This chapter is broadly divided into three main areas. First, we will consider assessment of internal factors that can be related to self-injurious behaviour. Second, we will consider assessment of external factors that might explain selfinjurious behaviour and third, we will consider assessment of factors that might account indicate a “loss of control” over self-injurious behaviour. It is important when thinking about assessing self-injurious behaviour to remember that the cause of self-injurious behaviour may not be related to a single factor and that a number of internal and external factors might be influential. It is also important to remember that causes can change over time in any individual and consequently it is important to repeat the assessment process at various points.

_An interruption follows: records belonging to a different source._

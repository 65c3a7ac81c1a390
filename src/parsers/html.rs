use crate::results::PageMetadata;
use html5ever::Attribute;
use html5ever::tendril::stream::{TendrilSink, Utf8LossyDecoder};
use html5ever::tendril::{ByteTendril, StrTendril, fmt};
use html5ever::tokenizer::states::RawKind;
use html5ever::tokenizer::{
    BufferQueue, Tag, TagKind, Token, TokenSink, TokenSinkResult, Tokenizer, TokenizerOpts,
};
use std::borrow::Cow;
use std::io::{ErrorKind, Read};

/// Default number of bytes read per tokenizer feed
pub const DEFAULT_CHUNK_SIZE: usize = 8 * 1024;

/// Streams markup from `reader` and extracts Open Graph metadata
///
/// Stops at the first `<body>` tag, at end of input, or on a read error,
/// returning whatever was collected up to that point.
pub fn extract<R: Read>(reader: R) -> PageMetadata {
    extract_with_chunk_size(reader, DEFAULT_CHUNK_SIZE)
}

/// Same as [`extract`] with an explicit read size
pub fn extract_with_chunk_size<R: Read>(mut reader: R, chunk_size: usize) -> PageMetadata {
    let mut decoder = Utf8LossyDecoder::new(TokenizerFeed::new());
    let mut buf = vec![0u8; chunk_size.max(1)];

    loop {
        let n = match reader.read(&mut buf) {
            Ok(0) => break,
            Ok(n) => n,
            Err(e) if e.kind() == ErrorKind::Interrupted => continue,
            Err(e) => {
                ::log::debug!("Stopping extraction on read error: {}", e);
                break;
            }
        };

        decoder.process(ByteTendril::from_slice(&buf[..n]));
        if decoder.inner_sink.is_done() {
            ::log::debug!("Reached <body>, stopping extraction");
            break;
        }
    }

    decoder.finish()
}

/// Looks for `property="<property>"` in a tag's attributes
///
/// Returns the value of the `content` attribute (empty if absent) and whether
/// the property matched. Attribute order does not matter. The tokenizer keeps
/// only the first occurrence of a repeated attribute name, so a second
/// `property` or `content` on the same tag never reaches this function.
pub fn extract_meta_property(attrs: &[Attribute], property: &str) -> (String, bool) {
    let mut content = String::new();
    let mut matched = false;

    for attr in attrs {
        let key = &*attr.name.local;
        if key == "property" && &*attr.value == property {
            matched = true;
        }
        if key == "content" {
            content = attr.value.to_string();
        }
    }

    (content, matched)
}

/// Decoded text sink driving the tokenizer
struct TokenizerFeed {
    tokenizer: Tokenizer<MetaSink>,
    input: BufferQueue,
}

impl TokenizerFeed {
    fn new() -> Self {
        Self {
            tokenizer: Tokenizer::new(MetaSink::default(), TokenizerOpts::default()),
            input: BufferQueue::default(),
        }
    }

    fn is_done(&self) -> bool {
        self.tokenizer.sink.done
    }
}

impl TendrilSink<fmt::UTF8> for TokenizerFeed {
    fn process(&mut self, t: StrTendril) {
        if self.is_done() {
            return;
        }
        self.input.push_back(t);
        let _ = self.tokenizer.feed(&mut self.input);
    }

    fn error(&mut self, desc: Cow<'static, str>) {
        ::log::trace!("Replacing undecodable input: {}", desc);
    }

    type Output = PageMetadata;

    fn finish(mut self) -> PageMetadata {
        if !self.is_done() {
            self.tokenizer.end();
        }
        std::mem::take(&mut self.tokenizer.sink).finish()
    }
}

/// Properties checked on every `<meta>` tag, in order
const META_PROPERTIES: [&str; 6] = [
    "description",
    "og:title",
    "og:description",
    "og:image",
    "og:site_name",
    "og:video",
];

/// Token sink collecting metadata from the document head
#[derive(Debug, Default)]
struct MetaSink {
    meta: PageMetadata,
    awaiting_title: bool,
    title_text: String,
    dropped_attribute: bool,
    done: bool,
}

impl MetaSink {
    fn finish(mut self) -> PageMetadata {
        self.commit_title();
        self.meta
    }

    /// Ends the pending text run, if any, as the page title
    fn commit_title(&mut self) {
        if self.awaiting_title && !self.title_text.is_empty() {
            self.meta.title = std::mem::take(&mut self.title_text);
            self.awaiting_title = false;
        }
    }

    fn handle_start_tag(&mut self, tag: &Tag) -> TokenSinkResult<()> {
        match &*tag.name {
            "body" => {
                self.done = true;
                return TokenSinkResult::Continue;
            }
            "title" => self.awaiting_title = true,
            "meta" => {
                if self.dropped_attribute {
                    ::log::debug!("Repeated attribute dropped from <meta {:?}>", tag.attrs);
                }
                self.apply_meta(&tag.attrs)
            }
            _ => {}
        }

        if tag.self_closing {
            return TokenSinkResult::Continue;
        }
        raw_text_state(&tag.name)
    }

    fn apply_meta(&mut self, attrs: &[Attribute]) {
        for property in META_PROPERTIES {
            let (content, matched) = extract_meta_property(attrs, property);
            if !matched {
                continue;
            }
            ::log::trace!("meta {} = {:?}", property, content);
            let field = match property {
                "description" | "og:description" => &mut self.meta.description,
                "og:title" => &mut self.meta.title,
                "og:image" => &mut self.meta.image,
                "og:site_name" => &mut self.meta.site_name,
                "og:video" => &mut self.meta.video,
                _ => continue,
            };
            *field = content;
        }
    }
}

impl TokenSink for MetaSink {
    type Handle = ();

    fn process_token(&mut self, token: Token, _line_number: u64) -> TokenSinkResult<()> {
        if self.done {
            return TokenSinkResult::Continue;
        }

        match token {
            Token::CharacterTokens(text) => {
                if self.awaiting_title {
                    self.title_text.push_str(&text);
                }
                TokenSinkResult::Continue
            }
            Token::NullCharacterToken => TokenSinkResult::Continue,
            Token::ParseError(e) => {
                ::log::trace!("Ignoring markup error: {}", e);
                if e == "Duplicate attribute" {
                    self.dropped_attribute = true;
                }
                TokenSinkResult::Continue
            }
            Token::TagToken(tag) => {
                self.commit_title();
                let result = match tag.kind {
                    TagKind::StartTag => self.handle_start_tag(&tag),
                    TagKind::EndTag => TokenSinkResult::Continue,
                };
                self.dropped_attribute = false;
                result
            }
            Token::EOFToken => {
                self.commit_title();
                self.done = true;
                TokenSinkResult::Continue
            }
            _ => {
                self.commit_title();
                TokenSinkResult::Continue
            }
        }
    }
}

/// Tokenizer state for elements whose content is not markup
fn raw_text_state(name: &str) -> TokenSinkResult<()> {
    match name {
        "title" | "textarea" => TokenSinkResult::RawData(RawKind::Rcdata),
        "style" | "iframe" | "noembed" | "noframes" | "noscript" | "xmp" => {
            TokenSinkResult::RawData(RawKind::Rawtext)
        }
        "script" => TokenSinkResult::RawData(RawKind::ScriptData),
        "plaintext" => TokenSinkResult::Plaintext,
        _ => TokenSinkResult::Continue,
    }
}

We are in the process of adding the boxes and graphs referred to

Assessing the role of pain and discomfort in self-injury

In Chapter 2 we noted that children and adults with Cornelia de Lange Syndrome may experience a number of short-term or long-term medical problems that can give rise to physical discomfort and pain at various times throughout their lives. We also noted that when people experience pain and discomfort they naturally try to relieve the discomfort, usually by physically stimulating the area of the body that is associated with discomfort. In particular, we noted that children and adults with Cornelia de Lange Syndrome can experience discomfort around their eyes (due to lack of tear production and eyelashes touching the eye), the ears (with middle ear infections), the sinuses, the teeth (either because of crowding of the teeth, the increased risk of tooth decay due to thin enamel or the effect of reflux), gastrointestinal pain in the upper chest and throat (due to the stomach acid irritating the lining of the digestive tract) and, possibly, joint pain. Any of these medical problems can give rise to localised pain or more general discomfort and this can lead to a self-injurious behaviour being focused on or around the site of the pain or discomfort.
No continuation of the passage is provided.